The Iowa Lottery Board met in a closed session for an hour this morning (Friday) during their regular meeting to talk about possible lawsuits surrounding the shutdown of the TouchPlay machines.

Lottery C-E-O Ed Stanek would not elaborate on the board’s discussion. Stanek says the agenda said they would discuss “potential or imminent litigation, and that’s what we discussed, and as a result of that I can’t comment on it.” Stanek spoke with reporters for the first time since the governor signed legislation March 20th shutting down the machines. He was asked what economic impact the shutdown will have on the Iowa Lottery. He says, “Because it’s in the context of potential litigation, I don’t think I can comment on it.”

Stanek was asked to comment on how he thought the Iowa Lottery might be viewed after developing the machines, and then having the Legislature shut them down.
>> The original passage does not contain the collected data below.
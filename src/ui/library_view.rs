use crate::library::navigator::{FolderNavigator, LoadState};
use crate::library::{EntryKind, FileAction, LibraryEntry};
use crate::theme::Theme;
use eframe::egui::{self, RichText, ScrollArea};

const CARD_WIDTH: f32 = 180.0;

/// What a library card shows, independent of egui.
#[derive(Debug, Clone, PartialEq)]
pub struct EntryCard {
    pub name: String,
    pub path: String,
    pub icon: String,
    pub subtitle: String,
    pub badge: Option<String>,
    pub size: Option<String>,
    pub is_folder: bool,
}

impl EntryCard {
    pub fn from_entry(entry: &LibraryEntry) -> Self {
        match &entry.kind {
            EntryKind::Folder { children } => Self {
                name: entry.name.clone(),
                path: entry.path.clone(),
                icon: "📁".to_string(),
                subtitle: format!("{} items", children.len()),
                badge: None,
                size: None,
                is_folder: true,
            },
            EntryKind::File {
                size,
                size_human,
                category,
                icon,
            } => Self {
                name: entry.name.clone(),
                path: entry.path.clone(),
                icon: icon.clone(),
                subtitle: category.clone(),
                badge: Some(entry.extension().to_ascii_uppercase()),
                size: Some(
                    size_human
                        .clone()
                        .unwrap_or_else(|| format_file_size(*size)),
                ),
                is_folder: false,
            },
        }
    }
}

/// Binary-prefixed size with at most two decimals, e.g. `1.5 KB`.
pub fn format_file_size(bytes: u64) -> String {
    const UNITS: [&str; 4] = ["B", "KB", "MB", "GB"];
    if bytes == 0 {
        return "0 B".to_string();
    }

    let mut value = bytes as f64;
    let mut unit = 0;
    while value >= 1024.0 && unit < UNITS.len() - 1 {
        value /= 1024.0;
        unit += 1;
    }
    let rounded = (value * 100.0).round() / 100.0;
    format!("{rounded} {}", UNITS[unit])
}

/// Labels for the breadcrumb bar, root first.
pub fn breadcrumb_trail(navigator: &FolderNavigator) -> Vec<String> {
    let mut trail = vec!["📚 Library".to_string()];
    trail.extend(
        navigator
            .breadcrumb()
            .iter()
            .map(|entry| entry.name.clone()),
    );
    trail
}

#[derive(Debug, Clone, PartialEq)]
pub enum LibraryIntent {
    Home,
    Back,
    JumpTo(usize),
    Descend(String),
    Open { path: String, name: String, action: FileAction },
    Download { path: String, name: String },
    CopyPath(String),
    Retry,
}

pub fn render_library(
    ui: &mut egui::Ui,
    theme: &Theme,
    navigator: &FolderNavigator,
    search: &mut String,
) -> Option<LibraryIntent> {
    let mut intent = None;

    ui.horizontal(|ui| {
        let trail = breadcrumb_trail(navigator);
        for (index, label) in trail.iter().enumerate() {
            if index > 0 {
                ui.label(RichText::new(">").color(theme.text_muted));
            }
            if ui.link(label).clicked() {
                intent = Some(if index == 0 {
                    LibraryIntent::Home
                } else {
                    LibraryIntent::JumpTo(index - 1)
                });
            }
        }
    });

    ui.horizontal(|ui| {
        if ui
            .add_enabled(!navigator.breadcrumb().is_empty(), egui::Button::new("⬅ Back"))
            .clicked()
        {
            intent = Some(LibraryIntent::Back);
        }
        ui.add(
            egui::TextEdit::singleline(search)
                .hint_text("Search this folder...")
                .desired_width(260.0),
        );
    });
    ui.separator();

    match navigator.load_state() {
        LoadState::NotLoaded | LoadState::Loading => {
            ui.vertical_centered(|ui| {
                ui.add_space(theme.spacing_16);
                ui.spinner();
                ui.label("Loading library...");
            });
            return intent;
        }
        LoadState::Failed(message) => {
            theme.card_frame().show(ui, |ui| {
                ui.label(RichText::new("❌ Error: Failed to load library.").color(theme.danger));
                ui.label(RichText::new(message).color(theme.text_muted));
                if ui.button("Retry").clicked() {
                    intent = Some(LibraryIntent::Retry);
                }
            });
            return intent;
        }
        LoadState::Ready => {}
    }

    let entries = navigator.filter(search);
    if navigator.current_view().is_empty() {
        ui.vertical_centered(|ui| {
            ui.add_space(theme.spacing_16);
            ui.label(RichText::new("📚").size(40.0));
            ui.heading("Library is empty");
            ui.label(
                RichText::new("Add files and folders to the library directory to get started.")
                    .color(theme.text_muted),
            );
        });
        return intent;
    }

    ScrollArea::vertical()
        .id_salt("library_grid")
        .show(ui, |ui| {
            ui.horizontal_wrapped(|ui| {
                for entry in entries {
                    if let Some(card_intent) = render_card(ui, theme, entry) {
                        intent = Some(card_intent);
                    }
                }
            });
        });

    intent
}

fn render_card(ui: &mut egui::Ui, theme: &Theme, entry: &LibraryEntry) -> Option<LibraryIntent> {
    let card = EntryCard::from_entry(entry);
    let mut intent = None;

    let response = theme
        .card_frame()
        .show(ui, |ui| {
            ui.set_width(CARD_WIDTH);
            ui.vertical(|ui| {
                ui.label(RichText::new(&card.icon).size(28.0));
                ui.strong(&card.name);
                ui.label(RichText::new(&card.subtitle).color(theme.text_muted).small());
                if let (Some(badge), Some(size)) = (&card.badge, &card.size) {
                    ui.horizontal(|ui| {
                        ui.label(RichText::new(badge).color(theme.accent_primary).small());
                        ui.label(RichText::new(size).color(theme.text_muted).small());
                    });
                }
            });
        })
        .response
        .interact(egui::Sense::click())
        .on_hover_cursor(egui::CursorIcon::PointingHand);

    if response.clicked() {
        intent = Some(if card.is_folder {
            LibraryIntent::Descend(card.path.clone())
        } else {
            LibraryIntent::Open {
                path: card.path.clone(),
                name: card.name.clone(),
                action: FileAction::for_entry(entry),
            }
        });
    }

    response.context_menu(|ui| {
        if !card.is_folder {
            if ui.button("📂 Open").clicked() {
                intent = Some(LibraryIntent::Open {
                    path: card.path.clone(),
                    name: card.name.clone(),
                    action: FileAction::for_entry(entry),
                });
                ui.close_menu();
            }
            if ui.button("📥 Download").clicked() {
                intent = Some(LibraryIntent::Download {
                    path: card.path.clone(),
                    name: card.name.clone(),
                });
                ui.close_menu();
            }
        }
        if ui.button("📋 Copy Path").clicked() {
            intent = Some(LibraryIntent::CopyPath(card.path.clone()));
            ui.close_menu();
        }
    });

    intent
}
Stanek says, “The Legislature can exercise its prerogative. No legislature can bind a future legislature. Our job is to do what the legislature and governor tell us to do.” Stanek says there are approximately 64-hundred of the machines in around two-thousand locations in the state, and they will have to be shut down by midnight on May 3rd.

The Iowa Lottery had estimated the machines would reap 45 million dollars for the state in the next budgeting year. Stanek says the lottery hasn’t looked at developing something to replace the TouchPlay machines. Stanek says, “There’s not any type of game that could replace it, in terms of magnitude of income.”

Stanek says the Iowa Lottery is moving forward with plans to shut the machines down.
Stanek says they’ve just begun and have issued notices to the machine’s manufacturers, and the businesses that own them.

The Lottery Board today also approved a rule that TouchPlay tickets can be redeemed no more than 90 days after the machines are shut down. Stanek says if you purchase a winning ticket with a prize over 600 dollars on the last day, you have 90 days to redeem the ticket. Stanek says the many of the TouchPlay machines can be shut down via computer from the Iowa Lottery headquarters. He says others will have to be manually shut down.